Myth Busting: Respiratory infection, "Hot boxing", "nebulization"

This is spun off of another thread where there conversation became… interesting.

How to Treat a Respiratory Tract Infection

Take your animal to the veterinarian for diagnosis. They can perform cultures to isolate the specific bacteria as well as evaluate if it is actually an RI (as opposed to particulate, stuck shed, etc). This is inarguable. There is no at-home remedy for RI.

Two things cure an RI:

  • Time
  • Medication

That’s it.

Hot Boxing

This is exactly what it sounds like. Place the animal in a temporary enclosure that you can increase the heat and humidity on. Humidity helps to dislocate particulates, soften old shed, and dislodge other breathing obstructions including phlegm, mucus, etc.

The primary function of mucus in lungs (yours and a snake’s lungs) is lubrication. Foreign particles become suspended in mucus and are mechanically removed from your lungs (see epithelial cells, cilia, a biology book). If the air is hot and dry the mucus is also hot and dry - and cannot function. Breathing is uncomfortable, inefficient, and removal of undesirable material is inefficient.

Any claims of “getting rid of the mucus” or “drying out the lungs” or “breaking the mucus up” are naive ways of describing these functions. You may even overhear doctors or vets saying this. We’ve referred to it in humans this way for so long that we repeat them over and over. :woman_shrugging:

Nebulization

Nebulizers are very specific medical equipment that are designed to aerosolize medication. The medication is suspended in water in the air that the animal breathes. They are very different than the drug store humidifier.

A normal humidifier heats and/or agitates water to create a mist. Large droplets of water produced by these types of humidifiers are caught by the natural actions of lungs with the majority of any additional additives to the water ending up transported out with the mucus.

This is the difference, put simply, between these items: nebulizers create an extremely fine mist, much more fine than a drug store humidifier.
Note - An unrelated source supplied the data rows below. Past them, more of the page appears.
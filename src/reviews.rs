//! Book reviews.

use crate::db::{Database, Review, ReviewWithAuthor};
use crate::error::{AppError, Result};
use chrono::NaiveDate;

/// Highest accepted rating.
pub const MAX_RATING: f64 = 5.0;

/// Fields written when creating or editing a review.
#[derive(Debug, Clone)]
pub struct ReviewDraft {
    /// Rating in `[0, 5]`.
    pub rating: f64,
    /// Optional text; blank comments are stored as `None`.
    pub comment: Option<String>,
    /// Date the book was finished.
    pub finish_date: Option<NaiveDate>,
}

impl ReviewDraft {
    fn validate(&self) -> Result<()> {
        if !self.rating.is_finite() || self.rating < 0.0 || self.rating > MAX_RATING {
            return Err(AppError::InvalidInput(format!(
                "Rating must be between 0 and {}",
                MAX_RATING
            )));
        }
        Ok(())
    }

    fn comment(&self) -> Option<&str> {
        self.comment
            .as_deref()
            .map(str::trim)
            .filter(|c| !c.is_empty())
    }
}

/// Review service.
#[derive(Clone)]
pub struct ReviewService {
    db: Database,
}

impl ReviewService {
    /// Create a new review service.
    pub fn new(db: Database) -> Self {
        Self { db }
    }

    /// Create a review; a user reviews a given book at most once.
    pub fn create(&self, user_id: &str, book_id: &str, draft: &ReviewDraft) -> Result<Review> {
        let book_id = book_id.trim();
        if book_id.is_empty() {
            return Err(AppError::InvalidInput("bookId is required".to_string()));
        }
        draft.validate()?;

        let review = self.db.create_review(
            user_id,
            book_id,
            draft.rating,
            draft.comment(),
            draft.finish_date,
        )?;
        tracing::info!(user = %user_id, book = %book_id, review = review.id, "Review created");
        Ok(review)
    }

    /// Load a review and check that `actor_id` wrote it.
    fn authored(&self, actor_id: &str, review_id: i64) -> Result<Review> {
        let review = self
            .db
            .get_review(review_id)?
            .ok_or_else(|| AppError::NotFound(format!("Review not found: {}", review_id)))?;

        if review.user_id != actor_id {
            return Err(AppError::Forbidden(
                "Only the author can change this review".to_string(),
            ));
        }
        Ok(review)
    }

    /// Edit a review written by `actor_id`.
    pub fn update(&self, actor_id: &str, review_id: i64, draft: &ReviewDraft) -> Result<Review> {
        self.authored(actor_id, review_id)?;
        draft.validate()?;

        self.db
            .update_review(review_id, draft.rating, draft.comment(), draft.finish_date)?;

        self.db
            .get_review(review_id)?
            .ok_or_else(|| AppError::NotFound(format!("Review not found: {}", review_id)))
    }

    /// Delete a review written by `actor_id`.
    pub fn delete(&self, actor_id: &str, review_id: i64) -> Result<()> {
        self.authored(actor_id, review_id)?;
        self.db.delete_review(review_id)?;
        tracing::info!(user = %actor_id, review = review_id, "Review deleted");
        Ok(())
    }

    /// Delete any review, bypassing the author check.
    pub fn moderate_delete(&self, review_id: i64) -> Result<()> {
        if !self.db.delete_review(review_id)? {
            return Err(AppError::NotFound(format!("Review not found: {}", review_id)));
        }
        tracing::info!(review = review_id, "Review removed by moderator");
        Ok(())
    }

    /// Reviews of a book.
    pub fn for_book(&self, book_id: &str) -> Result<Vec<ReviewWithAuthor>> {
        self.db.list_book_reviews(book_id)
    }

    /// Reviews written by a user.
    pub fn by_user(&self, user_id: &str) -> Result<Vec<ReviewWithAuthor>> {
        self.db.list_user_reviews(user_id)
    }

    /// Reviews written by a user, most recently written first.
    pub fn history(&self, user_id: &str) -> Result<Vec<ReviewWithAuthor>> {
        self.db.list_user_review_history(user_id)
    }

    /// Every review, for moderation.
    pub fn all(&self) -> Result<Vec<ReviewWithAuthor>> {
        self.db.list_all_reviews()
    }
}
//! Reading statistics.

use crate::db::Database;
use crate::error::Result;
use serde::Serialize;

/// Aggregated reading activity of a user.
#[derive(Debug, Clone, PartialEq, Serialize)]
pub struct UserStats {
    /// Books in the collection.
    pub books_read: i64,
    /// Reviews written.
    pub reviews_written: i64,
    /// Mean rating rounded to one decimal, 0 without reviews.
    pub average_rating: f64,
    /// Yearly book target.
    pub reading_goal: u32,
    /// `books_read` as a percentage of the goal, may exceed 100.
    pub reading_goal_progress: u32,
}

/// Round to one decimal place.
fn round1(value: f64) -> f64 {
    (value * 10.0).round() / 10.0
}

/// Percentage of `goal` reached by `done`.
pub fn goal_progress(done: i64, goal: u32) -> u32 {
    if goal == 0 {
        return 0;
    }
    ((done.max(0) as f64 / goal as f64) * 100.0).round() as u32
}

/// Compute the statistics of a user.
pub fn user_stats(db: &Database, user_id: &str, reading_goal: u32) -> Result<UserStats> {
    let books_read = db.count_collection(user_id)?;
    let (reviews_written, average) = db.review_totals(user_id)?;

    Ok(UserStats {
        books_read,
        reviews_written,
        average_rating: average.map(round1).unwrap_or(0.0),
        reading_goal,
        reading_goal_progress: goal_progress(books_read, reading_goal),
    })
}
use axum::Json;
use axum::extract::rejection::{JsonRejection, PathRejection, QueryRejection};
use axum::http::StatusCode;
use axum::response::{IntoResponse, Response};
use serde_json::json;
use thiserror::Error;

/// Main error type for the application.
#[derive(Error, Debug)]
pub enum AppError {
    /// The record already exists (favorite, collection entry, review, account).
    #[error("Duplicate entry: {0}")]
    DuplicateEntry(String),

    /// Resource not found error.
    #[error("Not found: {0}")]
    NotFound(String),

    /// The acting user may not touch this resource.
    #[error("Forbidden: {0}")]
    Forbidden(String),

    /// Favorite position outside the allowed range.
    #[error("Invalid position: {0}")]
    InvalidPosition(i64),

    /// The favorite list is full.
    #[error("Capacity exceeded: at most {0} favorite books")]
    CapacityExceeded(usize),

    /// Malformed or rejected request input.
    #[error("Invalid input: {0}")]
    InvalidInput(String),

    /// Missing, invalid or expired credentials.
    #[error("Unauthorized: {0}")]
    Unauthorized(String),

    /// Uploaded payload is larger than allowed.
    #[error("Payload too large: {0} bytes")]
    PayloadTooLarge(usize),

    /// Upstream book catalog failure.
    #[error("Catalog error: {0}")]
    Catalog(String),

    /// I/O error.
    #[error("IO error: {0}")]
    Io(#[from] std::io::Error),

    /// Configuration error.
    #[error("Configuration error: {0}")]
    Config(String),

    /// Internal server error.
    #[error("Internal error: {0}")]
    Internal(String),
}

impl AppError {
    /// HTTP status for this error.
    pub fn status(&self) -> StatusCode {
        match self {
            AppError::DuplicateEntry(_) | AppError::CapacityExceeded(_) => StatusCode::CONFLICT,
            AppError::NotFound(_) => StatusCode::NOT_FOUND,
            AppError::Forbidden(_) => StatusCode::FORBIDDEN,
            AppError::InvalidPosition(_) | AppError::InvalidInput(_) => StatusCode::BAD_REQUEST,
            AppError::Unauthorized(_) => StatusCode::UNAUTHORIZED,
            AppError::PayloadTooLarge(_) => StatusCode::PAYLOAD_TOO_LARGE,
            AppError::Catalog(_) => StatusCode::BAD_GATEWAY,
            _ => StatusCode::INTERNAL_SERVER_ERROR,
        }
    }

    /// Stable machine-readable kind, sent as `error` in JSON bodies.
    pub fn kind(&self) -> &'static str {
        match self {
            AppError::DuplicateEntry(_) => "duplicate_entry",
            AppError::NotFound(_) => "not_found",
            AppError::Forbidden(_) => "forbidden",
            AppError::InvalidPosition(_) => "invalid_position",
            AppError::CapacityExceeded(_) => "capacity_exceeded",
            AppError::InvalidInput(_) => "invalid_input",
            AppError::Unauthorized(_) => "unauthorized",
            AppError::PayloadTooLarge(_) => "payload_too_large",
            AppError::Catalog(_) => "catalog_unavailable",
            _ => "internal",
        }
    }
}

impl From<rusqlite::Error> for AppError {
    fn from(e: rusqlite::Error) -> Self {
        AppError::Internal(format!("Database error: {}", e))
    }
}

impl From<reqwest::Error> for AppError {
    fn from(e: reqwest::Error) -> Self {
        AppError::Catalog(e.to_string())
    }
}

impl From<JsonRejection> for AppError {
    fn from(rejection: JsonRejection) -> Self {
        AppError::InvalidInput(rejection.body_text())
    }
}

impl From<QueryRejection> for AppError {
    fn from(rejection: QueryRejection) -> Self {
        AppError::InvalidInput(rejection.body_text())
    }
}

impl From<PathRejection> for AppError {
    fn from(rejection: PathRejection) -> Self {
        AppError::InvalidInput(rejection.body_text())
    }
}

impl IntoResponse for AppError {
    fn into_response(self) -> Response {
        let status = self.status();

        if status.is_server_error() {
            tracing::error!(error = %self, "Request error");
        } else {
            tracing::debug!(error = %self, status = status.as_u16(), "Request rejected");
        }

        let body = json!({
            "error": self.kind(),
            "message": self.to_string(),
        });

        (status, Json(body)).into_response()
    }
}

/// Result type alias for the application.
pub type Result<T> = std::result::Result<T, AppError>;
//! Application state shared across handlers.

use crate::auth::AuthService;
use crate::catalog::CatalogClient;
use crate::collection::CollectionService;
use crate::config::Config;
use crate::db::Database;
use crate::error::Result;
use crate::favorites::FavoriteService;
use crate::reviews::ReviewService;
use crate::users::UserService;
use std::sync::Arc;
use std::time::Duration;

/// Shared application state.
#[derive(Clone)]
pub struct AppState {
    /// Application configuration.
    pub config: Arc<Config>,
    /// Database connection.
    pub db: Database,
    /// Authentication service.
    pub auth: Arc<AuthService>,
    /// Favorite ranking.
    pub favorites: FavoriteService,
    /// Read-book collection.
    pub collection: CollectionService,
    /// Book reviews.
    pub reviews: ReviewService,
    /// Profiles and discovery.
    pub users: UserService,
    /// External book catalog.
    pub catalog: Arc<CatalogClient>,
}

impl AppState {
    /// Create new application state with database.
    pub fn new_with_db(config: Config, db: Database, auth: AuthService) -> Result<Self> {
        let catalog = CatalogClient::new(&config.catalog)?;

        Ok(Self {
            favorites: FavoriteService::new(db.clone()),
            collection: CollectionService::new(db.clone()),
            reviews: ReviewService::new(db.clone()),
            users: UserService::new(db.clone(), &config.uploads),
            catalog: Arc::new(catalog),
            auth: Arc::new(auth),
            config: Arc::new(config),
            db,
        })
    }

    /// Yearly reading goal used in statistics.
    pub fn reading_goal(&self) -> u32 {
        self.config.stats.reading_goal
    }

    /// Periodically purge expired sessions and catalog cache entries.
    pub fn start_session_cleanup(&self) {
        let seconds = self.config.auth.session_cleanup_seconds;
        if seconds == 0 {
            return;
        }

        let state = self.clone();
        tokio::spawn(async move {
            let mut ticker = tokio::time::interval(Duration::from_secs(seconds));
            ticker.tick().await; // Skip first immediate tick

            loop {
                ticker.tick().await;

                match state.db.cleanup_expired_sessions() {
                    Ok(0) => {}
                    Ok(removed) => tracing::info!(removed, "Purged expired sessions"),
                    Err(e) => tracing::warn!(error = %e, "Session cleanup failed"),
                }

                let purged = state.catalog.purge_cache();
                tracing::debug!(purged, "Purged catalog cache");
            }
        });
    }
}
/// Public profile.
pub async fn users_profile(
    State(state): State<AppState>,
    headers: HeaderMap,
    ApiPath(id): ApiPath<String>,
) -> Result<Json<PublicProfile>> {
    get_authenticated_user(&state, &headers).await?;
    Ok(Json(state.users.profile(&id)?))
}

/// Search other users.
pub async fn users_search(
    State(state): State<AppState>,
    headers: HeaderMap,
    ApiQuery(params): ApiQuery<UserSearchParams>,
) -> Result<Json<Vec<UserSummary>>> {
    let user = get_authenticated_user(&state, &headers).await?;
    Ok(Json(state.users.search(&user.id, params.q.as_deref())?))
}

/// Suggested users to follow.
pub async fn users_suggested(
    State(state): State<AppState>,
    headers: HeaderMap,
    ApiQuery(params): ApiQuery<SuggestedParams>,
) -> Result<Json<Vec<UserSummary>>> {
    let user = get_authenticated_user(&state, &headers).await?;
    Ok(Json(state.users.suggested(&user.id, params.limit)?))
}

/// Serve a stored avatar.
pub async fn avatar_file(
    State(state): State<AppState>,
    ApiPath(file): ApiPath<String>,
) -> Result<Response<Body>> {
    let path = state.users.avatar_path(&file)?;

    let file_handle = match tokio::fs::File::open(&path).await {
        Ok(f) => f,
        Err(e) if e.kind() == std::io::ErrorKind::NotFound => {
            return Err(AppError::NotFound(format!("Avatar not found: {}", file)));
        }
        Err(e) => return Err(e.into()),
    };
    let stream = ReaderStream::new(file_handle);

    Response::builder()
        .status(StatusCode::OK)
        .header(header::CONTENT_TYPE, avatar_content_type(&file))
        .header(header::CACHE_CONTROL, "public, max-age=86400")
        .body(Body::from_stream(stream))
        .map_err(|e| AppError::Internal(e.to_string()))
}

// ============================================================================
// STATS API
// ============================================================================

/// Statistics of the current user.
pub async fn stats_me(State(state): State<AppState>, headers: HeaderMap) -> Result<Json<UserStats>> {
    let user = get_authenticated_user(&state, &headers).await?;
    Ok(Json(stats::user_stats(&state.db, &user.id, state.reading_goal())?))
}

/// Statistics of another user.
pub async fn stats_user(
    State(state): State<AppState>,
    headers: HeaderMap,
    ApiPath(id): ApiPath<String>,
) -> Result<Json<UserStats>> {
    get_authenticated_user(&state, &headers).await?;
    state.users.get(&id)?;
    Ok(Json(stats::user_stats(&state.db, &id, state.reading_goal())?))
}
Delivering drugs and medication with a humidifier is extraordinarily inefficient and is not nebulization.

You can rent “human” grade nebulizers from a medical supply company if you want to coordinate with a veterinarian on how to medicate a snake with a nebulizer.

The Myth: Nebulizing Your Snake

As mentioned in the other thread, a long time use of F10 cleaner was to “nebulize” a snake by aerosolizing it with a fogger. You can see Barczyk do it here. This is from 2010.

You can find references to other people discussing this method using a variety of different additional chemicals across the internet dating as far back as 2000. It was certainly used even earlier than that.

Good luck with the internet archaeology. :slight_smile: Even the company’s own website, last I checked, was a broken WordPress installation.

This is not nebulization. F10 Disinfectant is not a medication. It isn’t even considered an antiseptic for use directly on the animal. It is not an antibiotic and delivering it this way would most likely not result in any form of consistent absorption. If you have this at home, and you should if you have reptiles, you can check the safety sheet provided with the product. Do not confuse F10 SC with F10 SCXD.

Conclusion?

Time and medication cure an RI. If this method was “effective” in any way it should attributed to time. Given enough time the normal mechanisms of a snake’s lungs can cure an RI: provided it can survive it. Without any sort of evaluation by a veterinarian and no bacterial cultures collected and completed there is no way of knowing if an RI was even present - in which case a hot and humid box would certainly “cure” whatever the problem was.

Nebulizing your snake is certainly busted.

Hot boxing, or hot and humid temporary enclosures, are safe and reasonable. They can provide a temporary shelter from symptoms of RI and even resolve problems like particulates or stuck shed.

In the reptile hobby many people have “tried and true” methodology that they refuse to depart from. It’s because we’re passionate about our animals and any little thing we can do to help is certainly worth trying. You will undoubtedly find many people that will say they have saved a snake with “F10 nebulization” and may continue to use the method. It is understandable, however, it is not accurate.